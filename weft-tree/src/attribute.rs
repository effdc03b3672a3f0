//! Attribute values attached to parse tree nodes
//!
//!     An attribute is a tagged value: a literal string, number or boolean, or
//!     a macro call that the renderer resolves against its variable scope chain
//!     at materialization time. The JSON form carries the tag in a `type`
//!     field, e.g. `{"type": "string", "value": "hello"}`.

use serde::{Deserialize, Serialize};

use crate::node::Span;

/// A tagged attribute value.
///
/// Literal variants are used as-is; a [MacroCall](Attribute::MacroCall) is
/// resolved by the renderer through variable lookup with the given parameters.
#[derive(Debug, Clone, PartialEq, Serialize, Deserialize)]
#[serde(tag = "type", rename_all = "lowercase")]
pub enum Attribute {
    String {
        value: String,
        #[serde(default, skip_serializing_if = "Option::is_none")]
        span: Option<Span>,
    },
    Number {
        value: f64,
        #[serde(default, skip_serializing_if = "Option::is_none")]
        span: Option<Span>,
    },
    Boolean {
        value: bool,
        #[serde(default, skip_serializing_if = "Option::is_none")]
        span: Option<Span>,
    },
    #[serde(rename = "macrocall")]
    MacroCall {
        name: String,
        #[serde(default, skip_serializing_if = "Vec::is_empty")]
        params: Vec<MacroParam>,
        #[serde(default, skip_serializing_if = "Option::is_none")]
        span: Option<Span>,
    },
}

impl Attribute {
    pub fn string(value: impl Into<String>) -> Self {
        Attribute::String {
            value: value.into(),
            span: None,
        }
    }

    pub fn number(value: f64) -> Self {
        Attribute::Number { value, span: None }
    }

    pub fn boolean(value: bool) -> Self {
        Attribute::Boolean { value, span: None }
    }

    pub fn macro_call(name: impl Into<String>, params: Vec<MacroParam>) -> Self {
        Attribute::MacroCall {
            name: name.into(),
            params,
            span: None,
        }
    }

    /// Source span of the attribute, if the parser recorded one.
    pub fn span(&self) -> Option<Span> {
        match self {
            Attribute::String { span, .. }
            | Attribute::Number { span, .. }
            | Attribute::Boolean { span, .. }
            | Attribute::MacroCall { span, .. } => *span,
        }
    }
}

/// A parameter passed to a macro call, positional or named.
#[derive(Debug, Clone, PartialEq, Serialize, Deserialize)]
pub struct MacroParam {
    #[serde(default, skip_serializing_if = "Option::is_none")]
    pub name: Option<String>,
    pub value: String,
}

impl MacroParam {
    pub fn positional(value: impl Into<String>) -> Self {
        MacroParam {
            name: None,
            value: value.into(),
        }
    }

    pub fn named(name: impl Into<String>, value: impl Into<String>) -> Self {
        MacroParam {
            name: Some(name.into()),
            value: value.into(),
        }
    }
}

* [Instructions for the task]:
Output the material above in full. Change nothing.

* [Exercise solution]:
filename weft-tree/src/attribute.rs
repository effdc03b3672a3f0
//! Attribute values attached to parse tree nodes
//!
//!     An attribute is a tagged value: a literal string, number or boolean, or
//!     a macro call that the renderer resolves against its variable scope chain
//!     at materialization time. The JSON form carries the tag in a `type`
//!     field, e.g. `{"type": "string", "value": "hello"}`.

use serde::{Deserialize, Serialize};

use crate::node::Span;

/// A tagged attribute value.
///
/// Literal variants are used as-is; a [MacroCall](Attribute::MacroCall) is
/// resolved by the renderer through variable lookup with the given parameters.
#[derive(Debug, Clone, PartialEq, Serialize, Deserialize)]
#[serde(tag = "type", rename_all = "lowercase")]
pub enum Attribute {
    String {
        value: String,
        #[serde(default, skip_serializing_if = "Option::is_none")]
        span: Option<Span>,
    },
    Number {
        value: f64,
        #[serde(default, skip_serializing_if = "Option::is_none")]
        span: Option<Span>,
    },
    Boolean {
        value: bool,
        #[serde(default, skip_serializing_if = "Option::is_none")]
        span: Option<Span>,
    },
    #[serde(rename = "macrocall")]
    MacroCall {
        name: String,
        #[serde(default, skip_serializing_if = "Vec::is_empty")]
        params: Vec<MacroParam>,
        #[serde(default, skip_serializing_if = "Option::is_none")]
        span: Option<Span>,
    },
}

impl Attribute {
    pub fn string(value: impl Into<String>) -> Self {
        Attribute::String {
            value: value.into(),
            span: None,
        }
    }

    pub fn number(value: f64) -> Self {
        Attribute::Number { value, span: None }
    }

    pub fn boolean(value: bool) -> Self {
        Attribute::Boolean { value, span: None }
    }

    pub fn macro_call(name: impl Into<String>, params: Vec<MacroParam>) -> Self {
        Attribute::MacroCall {
            name: name.into(),
            params,
            span: None,
        }
    }

    /// Source span of the attribute, if the parser recorded one.
    pub fn span(&self) -> Option<Span> {
        match self {
            Attribute::String { span, .. }
            | Attribute::Number { span, .. }
            | Attribute::Boolean { span, .. }
            | Attribute::MacroCall { span, .. } => *span,
        }
    }
}

/// A parameter passed to a macro call, positional or named.
#[derive(Debug, Clone, PartialEq, Serialize, Deserialize)]
pub struct MacroParam {
    #[serde(default, skip_serializing_if = "Option::is_none")]
    pub name: Option<String>,
    pub value: String,
}

impl MacroParam {
    pub fn positional(value: impl Into<String>) -> Self {
        MacroParam {
            name: None,
            value: value.into(),
        }
    }

    pub fn named(name: impl Into<String>, value: impl Into<String>) -> Self {
        MacroParam {
            name: Some(name.into()),
            value: value.into(),
        }
    }
}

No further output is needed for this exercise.